◆ Collected data ◆
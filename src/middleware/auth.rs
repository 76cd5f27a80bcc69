use axum::{
    extract::{Request, State},
    http::HeaderMap,
    middleware::Next,
    response::Response,
};
use tracing::debug;

use crate::database::models::User;
use crate::error::ApiError;
use crate::routes::AppState;
use crate::types::Role;

/// Authenticated user context, loaded fresh from the store on every request
#[derive(Clone, Debug)]
pub struct AuthUser {
    pub id: i32,
    pub username: String,
    pub email: String,
    pub role: Role,
    pub is_verified: bool,
}

impl From<User> for AuthUser {
    fn from(user: User) -> Self {
        Self {
            role: user.role(),
            id: user.id,
            username: user.username,
            email: user.email,
            is_verified: user.is_verified,
        }
    }
}

impl AuthUser {
    pub fn is_admin(&self) -> bool {
        self.role == Role::Admin
    }

    /// Admins are always active; agents only once an admin has verified them
    pub fn is_active(&self) -> bool {
        self.is_admin() || self.is_verified
    }

    pub fn require_admin(&self) -> Result<(), ApiError> {
        if self.is_admin() {
            Ok(())
        } else {
            Err(ApiError::forbidden("Admin privileges required"))
        }
    }

    pub fn require_active(&self) -> Result<(), ApiError> {
        if self.is_active() {
            Ok(())
        } else {
            Err(ApiError::forbidden(
                "Please contact admin to activate your account",
            ))
        }
    }

    /// Verified agents only; admins do not submit applications themselves
    pub fn require_active_agent(&self) -> Result<(), ApiError> {
        if self.role == Role::Agent && self.is_verified {
            Ok(())
        } else {
            Err(ApiError::forbidden("Only verified agents can do this"))
        }
    }

    pub fn require_owner_or_admin(&self, user_id: i32) -> Result<(), ApiError> {
        if self.is_admin() || self.id == user_id {
            Ok(())
        } else {
            Err(ApiError::forbidden("You can only manage your own profile"))
        }
    }

    /// Agents see only what they submitted
    pub fn can_access_application(&self, agent_id: Option<i32>) -> bool {
        self.is_admin() || agent_id == Some(self.id)
    }
}

/// JWT authentication middleware that validates tokens and extracts user context
pub async fn jwt_auth_middleware(
    State(state): State<AppState>,
    headers: HeaderMap,
    mut request: Request,
    next: Next,
) -> Result<Response, ApiError> {
    // Extract JWT from Authorization header
    let token = extract_jwt_from_headers(&headers).map_err(ApiError::unauthorized)?;

    // Validate and decode JWT
    let claims = state.tokens.verify(&token)?;

    // The token names the user; the row decides role and verification
    let user = state
        .store
        .find_user_by_username(&claims.sub)
        .await?
        .ok_or_else(|| ApiError::unauthorized("User no longer exists"))?;

    debug!("Authenticated {} ({:?})", user.username, user.role());
    request.extensions_mut().insert(AuthUser::from(user));

    Ok(next.run(request).await)
}

/// Extract JWT token from Authorization header
fn extract_jwt_from_headers(headers: &HeaderMap) -> Result<String, String> {
    let auth_header = headers
        .get(axum::http::header::AUTHORIZATION)
        .ok_or_else(|| "Missing Authorization header".to_string())?;

    let auth_str = auth_header
        .to_str()
        .map_err(|_| "Invalid Authorization header format".to_string())?;

    if let Some(token) = auth_str.strip_prefix("Bearer ") {
        if token.trim().is_empty() {
            return Err("Empty JWT token".to_string());
        }
        Ok(token.trim().to_string())
    } else {
        Err("Authorization header must use Bearer token format".to_string())
    }
}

◆ TASK DETAILS ◆
All of the entries must be printed again exactly as given.

◆ TASK ANSWER ◆
filename src/middleware/auth.rs
repository 76cd5f27a80bcc69
use axum::{
    extract::{Request, State},
    http::HeaderMap,
    middleware::Next,
    response::Response,
};
use tracing::debug;

use crate::database::models::User;
use crate::error::ApiError;
use crate::routes::AppState;
use crate::types::Role;

/// Authenticated user context, loaded fresh from the store on every request
#[derive(Clone, Debug)]
pub struct AuthUser {
    pub id: i32,
    pub username: String,
    pub email: String,
    pub role: Role,
    pub is_verified: bool,
}

impl From<User> for AuthUser {
    fn from(user: User) -> Self {
        Self {
            role: user.role(),
            id: user.id,
            username: user.username,
            email: user.email,
            is_verified: user.is_verified,
        }
    }
}

impl AuthUser {
    pub fn is_admin(&self) -> bool {
        self.role == Role::Admin
    }

    /// Admins are always active; agents only once an admin has verified them
    pub fn is_active(&self) -> bool {
        self.is_admin() || self.is_verified
    }

    pub fn require_admin(&self) -> Result<(), ApiError> {
        if self.is_admin() {
            Ok(())
        } else {
            Err(ApiError::forbidden("Admin privileges required"))
        }
    }

    pub fn require_active(&self) -> Result<(), ApiError> {
        if self.is_active() {
            Ok(())
        } else {
            Err(ApiError::forbidden(
                "Please contact admin to activate your account",
            ))
        }
    }

    /// Verified agents only; admins do not submit applications themselves
    pub fn require_active_agent(&self) -> Result<(), ApiError> {
        if self.role == Role::Agent && self.is_verified {
            Ok(())
        } else {
            Err(ApiError::forbidden("Only verified agents can do this"))
        }
    }

    pub fn require_owner_or_admin(&self, user_id: i32) -> Result<(), ApiError> {
        if self.is_admin() || self.id == user_id {
            Ok(())
        } else {
            Err(ApiError::forbidden("You can only manage your own profile"))
        }
    }

    /// Agents see only what they submitted
    pub fn can_access_application(&self, agent_id: Option<i32>) -> bool {
        self.is_admin() || agent_id == Some(self.id)
    }
}

/// JWT authentication middleware that validates tokens and extracts user context
pub async fn jwt_auth_middleware(
    State(state): State<AppState>,
    headers: HeaderMap,
    mut request: Request,
    next: Next,
) -> Result<Response, ApiError> {
    // Extract JWT from Authorization header
    let token = extract_jwt_from_headers(&headers).map_err(ApiError::unauthorized)?;

    // Validate and decode JWT
    let claims = state.tokens.verify(&token)?;

    // The token names the user; the row decides role and verification
    let user = state
        .store
        .find_user_by_username(&claims.sub)
        .await?
        .ok_or_else(|| ApiError::unauthorized("User no longer exists"))?;

    debug!("Authenticated {} ({:?})", user.username, user.role());
    request.extensions_mut().insert(AuthUser::from(user));

    Ok(next.run(request).await)
}

/// Extract JWT token from Authorization header
fn extract_jwt_from_headers(headers: &HeaderMap) -> Result<String, String> {
    let auth_header = headers
        .get(axum::http::header::AUTHORIZATION)
        .ok_or_else(|| "Missing Authorization header".to_string())?;

    let auth_str = auth_header
        .to_str()
        .map_err(|_| "Invalid Authorization header format".to_string())?;

    if let Some(token) = auth_str.strip_prefix("Bearer ") {
        if token.trim().is_empty() {
            return Err("Empty JWT token".to_string());
        }
        Ok(token.trim().to_string())
    } else {
        Err("Authorization header must use Bearer token format".to_string())
    }
}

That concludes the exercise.